▸ WHAT YOU NEED TO DO
Two lines below mark the span: the one containing "use super::*;" and the one containing "impl From<OutputFormat> for". Set down both, plus every line between, exactly as they stand, and nothing else.

(Saved entries)
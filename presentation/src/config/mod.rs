//! Presentation-level configuration
//!
//! Configuration for output formatting and REPL behavior.

use serde::{Deserialize, Serialize};
use std::path::PathBuf;
use xylos_domain::OutputFormat;

/// Output configuration for the presentation layer
#[derive(Debug, Clone, Serialize, Deserialize)]
#[serde(default)]
pub struct OutputConfig {
    /// Format for listings
    pub format: OutputFormat,
    /// Enable colored terminal output
    pub color: bool,
}

impl Default for OutputConfig {
    fn default() -> Self {
        Self {
            format: OutputFormat::Text,
            color: true,
        }
    }
}

/// REPL configuration for the presentation layer
#[derive(Debug, Clone, Serialize, Deserialize)]
#[serde(default)]
pub struct ReplConfig {
    /// Show progress indicators
    pub show_progress: bool,
    /// Path to history file
    pub history_file: Option<PathBuf>,
}

impl Default for ReplConfig {
    fn default() -> Self {
        Self {
            show_progress: true,
            history_file: None,
        }
    }
}

impl ReplConfig {
    /// Configured history file, or `$XDG_DATA_HOME/xylos/history.txt`.
    pub fn history_path(&self) -> Option<PathBuf> {
        self.history_file
            .clone()
            .or_else(|| dirs::data_dir().map(|p| p.join("xylos").join("history.txt")))
    }
}
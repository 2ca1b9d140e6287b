//! Progress reporting for chat exchanges

use colored::Colorize;
use indicatif::{ProgressBar, ProgressStyle};
use std::sync::Mutex;
use std::time::Duration;
use xylos_application::ChatProgressNotifier;

/// Shows a spinner until the first fragment of the reply arrives
pub struct ProgressReporter {
    spinner: Mutex<Option<ProgressBar>>,
    message: String,
}

impl ProgressReporter {
    pub fn new() -> Self {
        Self {
            spinner: Mutex::new(None),
            message: "Thinking...".to_string(),
        }
    }

    pub fn with_message(mut self, message: impl Into<String>) -> Self {
        self.message = message.into();
        self
    }

    fn spinner_style() -> ProgressStyle {
        ProgressStyle::default_spinner()
            .template("{spinner:.green} {msg:.dim}")
            .unwrap_or_else(|_| ProgressStyle::default_spinner())
    }

    /// Start the spinner outside a chat exchange, e.g. for image generation.
    pub fn start(&self) {
        let pb = ProgressBar::new_spinner();
        pb.set_style(Self::spinner_style());
        pb.set_message(self.message.clone());
        pb.enable_steady_tick(Duration::from_millis(100));

        if let Ok(mut slot) = self.spinner.lock() {
            if let Some(old) = slot.replace(pb) {
                old.finish_and_clear();
            }
        }
    }

    /// Remove the spinner from the terminal.
    pub fn clear(&self) {
        if let Some(pb) = self.spinner.lock().ok().and_then(|mut slot| slot.take()) {
            pb.finish_and_clear();
        }
    }
}

impl Default for ProgressReporter {
    fn default() -> Self {
        Self::new()
    }
}

impl ChatProgressNotifier for ProgressReporter {
    fn on_request_sent(&self) {
        self.start();
    }

    fn on_first_fragment(&self) {
        self.clear();
    }

    fn on_reply_finished(&self, _success: bool) {
        self.clear();
    }
}

/// Simple text-based progress (no fancy UI)
pub struct SimpleProgress;

impl ChatProgressNotifier for SimpleProgress {
    fn on_request_sent(&self) {
        eprintln!("{} {}", "->".cyan(), "Waiting for reply".bold());
    }

    fn on_reply_finished(&self, success: bool) {
        if !success {
            eprintln!("  {} {}", "x".red(), "Reply failed");
        }
    }
}

#[cfg(test)]
mod tests {
    use super::*;

    #[test]
    fn test_spinner_lifecycle() {
        let reporter = ProgressReporter::new().with_message("Drawing...");
        reporter.on_request_sent();
        assert!(reporter.spinner.lock().unwrap().is_some());

        reporter.on_first_fragment();
        assert!(reporter.spinner.lock().unwrap().is_none());

        // Finishing after the spinner is gone is a no-op.
        reporter.on_reply_finished(true);
        assert!(reporter.spinner.lock().unwrap().is_none());
    }

    #[test]
    fn test_restart_replaces_spinner() {
        let reporter = ProgressReporter::new();
        reporter.start();
        reporter.start();
        reporter.clear();
        assert!(reporter.spinner.lock().unwrap().is_none());
    }
}
//! CLI command definitions

use clap::{Parser, Subcommand, ValueEnum};
use std::path::PathBuf;

/// Output format for listings
#[derive(Debug, Clone, Copy, PartialEq, Eq, ValueEnum)]
pub enum OutputFormat {
    /// Human-readable text
    Text,
    /// JSON output
    Json,
}

impl From<OutputFormat> for xylos_domain::OutputFormat {
    fn from(format: OutputFormat) -> Self {
        match format {
            OutputFormat::Text => xylos_domain::OutputFormat::Text,
            OutputFormat::Json => xylos_domain::OutputFormat::Json,
        }
    }
}

/// CLI arguments for xylos
#[derive(Parser, Debug)]
#[command(name = "xylos")]
#[command(author, version, about = "Streaming AI chat from the terminal")]
#[command(long_about = r#"
Xylos is a terminal client for a hosted AI chat backend. Replies stream in
as they are generated and every conversation is saved to your account.

Configuration files are loaded from (in priority order):
1. XYLOS_<SECTION>__<KEY>          Environment variables
2. --config <path>                 Explicit config file
3. ./xylos.toml or ./.xylos.toml   Project-level config
4. ~/.config/xylos/config.toml     Global config

Example:
  xylos login
  xylos chat
  xylos ask "Summarize the plot of Hamlet in two lines"
  xylos ask --image diagram.png "What does this diagram show?"
  xylos --offline chat
"#)]
pub struct Cli {
    #[command(subcommand)]
    pub command: Option<Command>,

    /// Verbosity level (-v = info, -vv = debug, -vvv = trace)
    #[arg(short, long, global = true, action = clap::ArgAction::Count)]
    pub verbose: u8,

    /// Suppress progress indicators
    #[arg(short, long, global = true)]
    pub quiet: bool,

    /// Output format for listings
    #[arg(short, long, global = true, value_enum)]
    pub output: Option<OutputFormat>,

    /// Path to configuration file
    #[arg(long, global = true, value_name = "PATH")]
    pub config: Option<PathBuf>,

    /// Disable loading of configuration files
    #[arg(long, global = true)]
    pub no_config: bool,

    /// Show configuration file locations and exit
    #[arg(long)]
    pub show_config: bool,

    /// Keep conversations in memory and skip sign-in (chat still needs the backend)
    #[arg(long, global = true)]
    pub offline: bool,
}

#[derive(Subcommand, Debug, Clone, PartialEq, Eq)]
pub enum Command {
    /// Start an interactive chat (default)
    Chat {
        /// Continue an existing conversation
        #[arg(long, value_name = "ID")]
        conversation: Option<String>,

        /// Mode for a new conversation (personal, career, team, family)
        #[arg(long, value_name = "MODE")]
        mode: Option<String>,
    },

    /// Send one message and print the streamed reply
    Ask {
        /// The message to send
        message: String,

        /// Attach an image to the message
        #[arg(long, value_name = "PATH")]
        image: Option<PathBuf>,

        /// Continue an existing conversation instead of starting a new one
        #[arg(long, value_name = "ID")]
        conversation: Option<String>,
    },

    /// Generate an image from a prompt
    Image {
        /// What to draw
        prompt: String,

        /// Directory for inline images returned by the backend
        #[arg(long, value_name = "DIR", default_value = ".")]
        out_dir: PathBuf,
    },

    /// List your conversations, most recent first
    History,

    /// Delete a conversation
    Delete {
        /// Conversation id
        id: String,
    },

    /// Create an account
    Signup {
        #[arg(long)]
        email: Option<String>,

        #[arg(long)]
        name: Option<String>,

        /// Profile picture to upload (png, jpg, gif or webp)
        #[arg(long, value_name = "PATH")]
        avatar: Option<PathBuf>,

        /// Read the password from stdin instead of prompting
        #[arg(long)]
        password_stdin: bool,
    },

    /// Sign in with email and password
    Login {
        #[arg(long)]
        email: Option<String>,

        /// Read the password from stdin instead of prompting
        #[arg(long)]
        password_stdin: bool,
    },

    /// Sign out and forget the stored session
    Logout,
}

▸ OUTPUT BELOW
    use super::*;

    #[test]
    fn test_spinner_lifecycle() {
        let reporter = ProgressReporter::new().with_message("Drawing...");
        reporter.on_request_sent();
        assert!(reporter.spinner.lock().unwrap().is_some());

        reporter.on_first_fragment();
        assert!(reporter.spinner.lock().unwrap().is_none());

        // Finishing after the spinner is gone is a no-op.
        reporter.on_reply_finished(true);
        assert!(reporter.spinner.lock().unwrap().is_none());
    }

    #[test]
    fn test_restart_replaces_spinner() {
        let reporter = ProgressReporter::new();
        reporter.start();
        reporter.start();
        reporter.clear();
        assert!(reporter.spinner.lock().unwrap().is_none());
    }
}
//! CLI command definitions

use clap::{Parser, Subcommand, ValueEnum};
use std::path::PathBuf;

/// Output format for listings
#[derive(Debug, Clone, Copy, PartialEq, Eq, ValueEnum)]
pub enum OutputFormat {
    /// Human-readable text
    Text,
    /// JSON output
    Json,
}

impl From<OutputFormat> for xylos_domain::OutputFormat {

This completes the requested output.